------ SUPPLIED INFORMATION
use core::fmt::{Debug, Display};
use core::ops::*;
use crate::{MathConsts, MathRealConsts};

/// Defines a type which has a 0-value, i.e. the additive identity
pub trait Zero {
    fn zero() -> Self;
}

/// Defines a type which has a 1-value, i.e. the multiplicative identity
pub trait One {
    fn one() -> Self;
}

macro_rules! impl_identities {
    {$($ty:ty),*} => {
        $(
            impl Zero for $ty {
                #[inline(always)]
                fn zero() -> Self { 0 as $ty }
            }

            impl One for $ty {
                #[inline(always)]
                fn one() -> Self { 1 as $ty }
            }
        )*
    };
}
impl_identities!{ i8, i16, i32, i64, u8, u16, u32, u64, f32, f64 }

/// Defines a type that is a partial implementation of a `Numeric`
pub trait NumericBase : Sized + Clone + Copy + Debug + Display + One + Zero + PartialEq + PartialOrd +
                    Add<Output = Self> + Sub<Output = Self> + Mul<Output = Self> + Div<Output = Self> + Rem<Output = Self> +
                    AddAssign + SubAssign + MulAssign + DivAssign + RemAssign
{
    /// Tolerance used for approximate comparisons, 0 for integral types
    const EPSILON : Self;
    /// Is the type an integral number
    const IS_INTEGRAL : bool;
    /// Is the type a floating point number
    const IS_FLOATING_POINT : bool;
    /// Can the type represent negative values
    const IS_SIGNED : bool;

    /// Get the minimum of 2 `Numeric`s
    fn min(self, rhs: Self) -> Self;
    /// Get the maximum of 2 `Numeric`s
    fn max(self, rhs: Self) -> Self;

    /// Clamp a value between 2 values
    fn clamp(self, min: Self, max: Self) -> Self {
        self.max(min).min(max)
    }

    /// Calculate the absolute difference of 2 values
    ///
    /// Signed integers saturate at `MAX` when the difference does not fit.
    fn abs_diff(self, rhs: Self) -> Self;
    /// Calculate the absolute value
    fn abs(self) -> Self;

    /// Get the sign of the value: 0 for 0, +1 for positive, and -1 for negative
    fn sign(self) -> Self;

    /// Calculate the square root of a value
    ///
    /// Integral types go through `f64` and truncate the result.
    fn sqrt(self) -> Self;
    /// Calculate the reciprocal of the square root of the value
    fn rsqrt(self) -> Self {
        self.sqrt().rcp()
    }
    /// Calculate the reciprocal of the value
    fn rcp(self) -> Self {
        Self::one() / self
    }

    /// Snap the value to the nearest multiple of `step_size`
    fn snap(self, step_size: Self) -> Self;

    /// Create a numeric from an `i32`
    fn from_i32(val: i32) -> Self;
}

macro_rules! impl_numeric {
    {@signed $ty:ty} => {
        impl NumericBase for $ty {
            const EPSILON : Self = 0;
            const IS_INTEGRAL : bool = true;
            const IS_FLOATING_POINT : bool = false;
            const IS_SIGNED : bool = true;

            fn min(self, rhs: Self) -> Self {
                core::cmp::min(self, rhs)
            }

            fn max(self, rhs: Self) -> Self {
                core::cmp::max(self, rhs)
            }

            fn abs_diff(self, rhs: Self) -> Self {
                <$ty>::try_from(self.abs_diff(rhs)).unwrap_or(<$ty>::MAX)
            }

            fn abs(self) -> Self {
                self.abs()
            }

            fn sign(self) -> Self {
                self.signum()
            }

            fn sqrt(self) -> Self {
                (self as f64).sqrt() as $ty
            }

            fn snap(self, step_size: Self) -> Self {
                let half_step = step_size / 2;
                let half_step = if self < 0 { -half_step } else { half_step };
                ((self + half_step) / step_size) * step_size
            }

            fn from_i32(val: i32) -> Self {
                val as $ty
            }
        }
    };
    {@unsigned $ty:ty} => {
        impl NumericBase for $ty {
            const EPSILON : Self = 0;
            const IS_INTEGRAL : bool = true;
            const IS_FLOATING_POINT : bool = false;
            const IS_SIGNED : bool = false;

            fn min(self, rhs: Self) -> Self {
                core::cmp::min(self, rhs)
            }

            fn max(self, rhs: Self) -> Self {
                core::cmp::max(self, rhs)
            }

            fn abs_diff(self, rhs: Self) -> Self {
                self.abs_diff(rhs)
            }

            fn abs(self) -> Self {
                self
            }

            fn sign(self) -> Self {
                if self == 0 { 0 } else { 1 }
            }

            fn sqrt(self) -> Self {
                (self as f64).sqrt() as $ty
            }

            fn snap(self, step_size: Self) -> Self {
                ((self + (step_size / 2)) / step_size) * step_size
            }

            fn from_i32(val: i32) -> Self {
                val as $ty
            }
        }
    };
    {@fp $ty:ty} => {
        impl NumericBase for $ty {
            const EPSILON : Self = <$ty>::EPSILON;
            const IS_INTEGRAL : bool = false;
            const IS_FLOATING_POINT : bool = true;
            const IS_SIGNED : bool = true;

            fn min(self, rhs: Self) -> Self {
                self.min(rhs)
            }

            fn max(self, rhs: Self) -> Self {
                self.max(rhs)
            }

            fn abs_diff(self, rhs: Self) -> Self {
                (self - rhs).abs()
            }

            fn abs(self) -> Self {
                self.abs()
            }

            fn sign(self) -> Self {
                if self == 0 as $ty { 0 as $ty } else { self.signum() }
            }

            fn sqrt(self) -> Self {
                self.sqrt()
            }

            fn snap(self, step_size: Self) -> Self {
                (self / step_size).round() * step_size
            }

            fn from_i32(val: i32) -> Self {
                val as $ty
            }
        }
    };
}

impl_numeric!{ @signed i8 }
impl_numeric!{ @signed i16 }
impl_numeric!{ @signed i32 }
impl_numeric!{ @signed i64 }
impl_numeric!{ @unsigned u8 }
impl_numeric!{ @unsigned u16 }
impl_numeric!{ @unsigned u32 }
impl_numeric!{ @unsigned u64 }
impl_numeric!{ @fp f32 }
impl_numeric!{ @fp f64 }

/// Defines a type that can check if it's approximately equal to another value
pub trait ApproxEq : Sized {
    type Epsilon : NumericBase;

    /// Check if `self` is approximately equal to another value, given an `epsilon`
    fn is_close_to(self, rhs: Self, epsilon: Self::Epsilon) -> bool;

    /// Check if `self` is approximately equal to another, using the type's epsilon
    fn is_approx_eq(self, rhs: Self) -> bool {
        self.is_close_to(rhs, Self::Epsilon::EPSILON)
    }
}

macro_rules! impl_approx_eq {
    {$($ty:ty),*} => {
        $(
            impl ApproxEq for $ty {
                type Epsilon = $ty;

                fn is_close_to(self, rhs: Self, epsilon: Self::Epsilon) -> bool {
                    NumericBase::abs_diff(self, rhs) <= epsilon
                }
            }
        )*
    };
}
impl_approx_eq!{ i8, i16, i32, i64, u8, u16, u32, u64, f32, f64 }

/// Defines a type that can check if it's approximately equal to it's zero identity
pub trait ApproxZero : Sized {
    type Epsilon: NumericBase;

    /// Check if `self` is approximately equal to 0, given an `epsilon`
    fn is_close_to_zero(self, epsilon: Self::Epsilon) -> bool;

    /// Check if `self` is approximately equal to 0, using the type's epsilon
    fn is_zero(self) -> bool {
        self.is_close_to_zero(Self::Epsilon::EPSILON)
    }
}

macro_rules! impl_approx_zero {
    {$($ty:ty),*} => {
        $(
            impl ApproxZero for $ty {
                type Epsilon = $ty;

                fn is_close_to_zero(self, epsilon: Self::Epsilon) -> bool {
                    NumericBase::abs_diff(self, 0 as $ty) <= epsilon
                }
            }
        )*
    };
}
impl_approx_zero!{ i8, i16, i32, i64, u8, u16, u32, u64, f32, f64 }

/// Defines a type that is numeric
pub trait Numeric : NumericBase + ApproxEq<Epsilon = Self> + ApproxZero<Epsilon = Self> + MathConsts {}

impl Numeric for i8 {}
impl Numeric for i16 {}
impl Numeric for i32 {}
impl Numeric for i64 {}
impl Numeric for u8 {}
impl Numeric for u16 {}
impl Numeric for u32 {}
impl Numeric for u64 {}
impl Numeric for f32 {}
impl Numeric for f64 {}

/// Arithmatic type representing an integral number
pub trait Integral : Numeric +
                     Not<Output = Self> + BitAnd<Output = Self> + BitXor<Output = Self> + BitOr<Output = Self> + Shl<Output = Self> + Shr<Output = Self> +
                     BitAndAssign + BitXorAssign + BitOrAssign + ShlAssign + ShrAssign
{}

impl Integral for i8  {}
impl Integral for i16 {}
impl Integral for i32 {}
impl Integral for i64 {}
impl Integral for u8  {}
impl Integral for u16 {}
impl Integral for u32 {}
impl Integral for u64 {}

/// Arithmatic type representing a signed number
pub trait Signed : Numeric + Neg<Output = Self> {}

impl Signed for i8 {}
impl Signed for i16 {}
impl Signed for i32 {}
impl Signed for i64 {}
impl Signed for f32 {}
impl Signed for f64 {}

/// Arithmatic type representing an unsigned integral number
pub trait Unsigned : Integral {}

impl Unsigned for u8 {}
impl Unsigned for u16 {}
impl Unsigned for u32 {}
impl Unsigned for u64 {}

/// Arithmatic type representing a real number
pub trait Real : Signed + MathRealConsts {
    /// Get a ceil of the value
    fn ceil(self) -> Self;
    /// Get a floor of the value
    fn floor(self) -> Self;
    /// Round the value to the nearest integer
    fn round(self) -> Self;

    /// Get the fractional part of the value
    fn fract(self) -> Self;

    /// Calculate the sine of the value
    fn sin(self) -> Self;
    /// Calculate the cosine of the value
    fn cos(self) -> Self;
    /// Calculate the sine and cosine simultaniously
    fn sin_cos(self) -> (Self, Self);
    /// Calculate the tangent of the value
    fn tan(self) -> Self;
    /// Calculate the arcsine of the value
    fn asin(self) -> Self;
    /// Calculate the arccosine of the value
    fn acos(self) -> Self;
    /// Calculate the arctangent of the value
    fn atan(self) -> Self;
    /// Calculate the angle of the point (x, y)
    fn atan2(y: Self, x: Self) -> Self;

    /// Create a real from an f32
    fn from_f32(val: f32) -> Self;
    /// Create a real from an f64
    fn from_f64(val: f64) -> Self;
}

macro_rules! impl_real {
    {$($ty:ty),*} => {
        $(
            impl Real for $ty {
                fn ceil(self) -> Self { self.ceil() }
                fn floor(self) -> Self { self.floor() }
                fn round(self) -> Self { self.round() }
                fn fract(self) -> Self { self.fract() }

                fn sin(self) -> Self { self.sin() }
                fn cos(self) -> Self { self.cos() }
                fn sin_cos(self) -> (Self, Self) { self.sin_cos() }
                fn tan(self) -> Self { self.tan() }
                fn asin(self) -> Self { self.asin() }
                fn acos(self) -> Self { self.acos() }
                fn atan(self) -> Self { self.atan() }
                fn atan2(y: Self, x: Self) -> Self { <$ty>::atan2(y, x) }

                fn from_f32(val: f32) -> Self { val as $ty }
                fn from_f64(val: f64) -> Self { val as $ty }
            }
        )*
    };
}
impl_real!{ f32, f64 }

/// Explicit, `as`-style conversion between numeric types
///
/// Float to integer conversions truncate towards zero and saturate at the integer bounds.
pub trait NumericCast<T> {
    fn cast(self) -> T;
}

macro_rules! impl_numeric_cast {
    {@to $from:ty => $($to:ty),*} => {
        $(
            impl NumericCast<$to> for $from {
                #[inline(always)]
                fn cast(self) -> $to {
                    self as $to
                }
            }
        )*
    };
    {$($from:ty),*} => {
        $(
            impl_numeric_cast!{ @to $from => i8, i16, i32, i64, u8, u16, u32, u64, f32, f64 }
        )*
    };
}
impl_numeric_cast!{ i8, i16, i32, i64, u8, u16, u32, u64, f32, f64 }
------------
In the entries above, find each line that has the word "approximately". Copy it.

(RESULT FOR THIS TASK):
/// Defines a type that can check if it's approximately equal to another value
    /// Check if `self` is approximately equal to another value, given an `epsilon`
    /// Check if `self` is approximately equal to another, using the type's epsilon
/// Defines a type that can check if it's approximately equal to it's zero identity
    /// Check if `self` is approximately equal to 0, given an `epsilon`
    /// Check if `self` is approximately equal to 0, using the type's epsilon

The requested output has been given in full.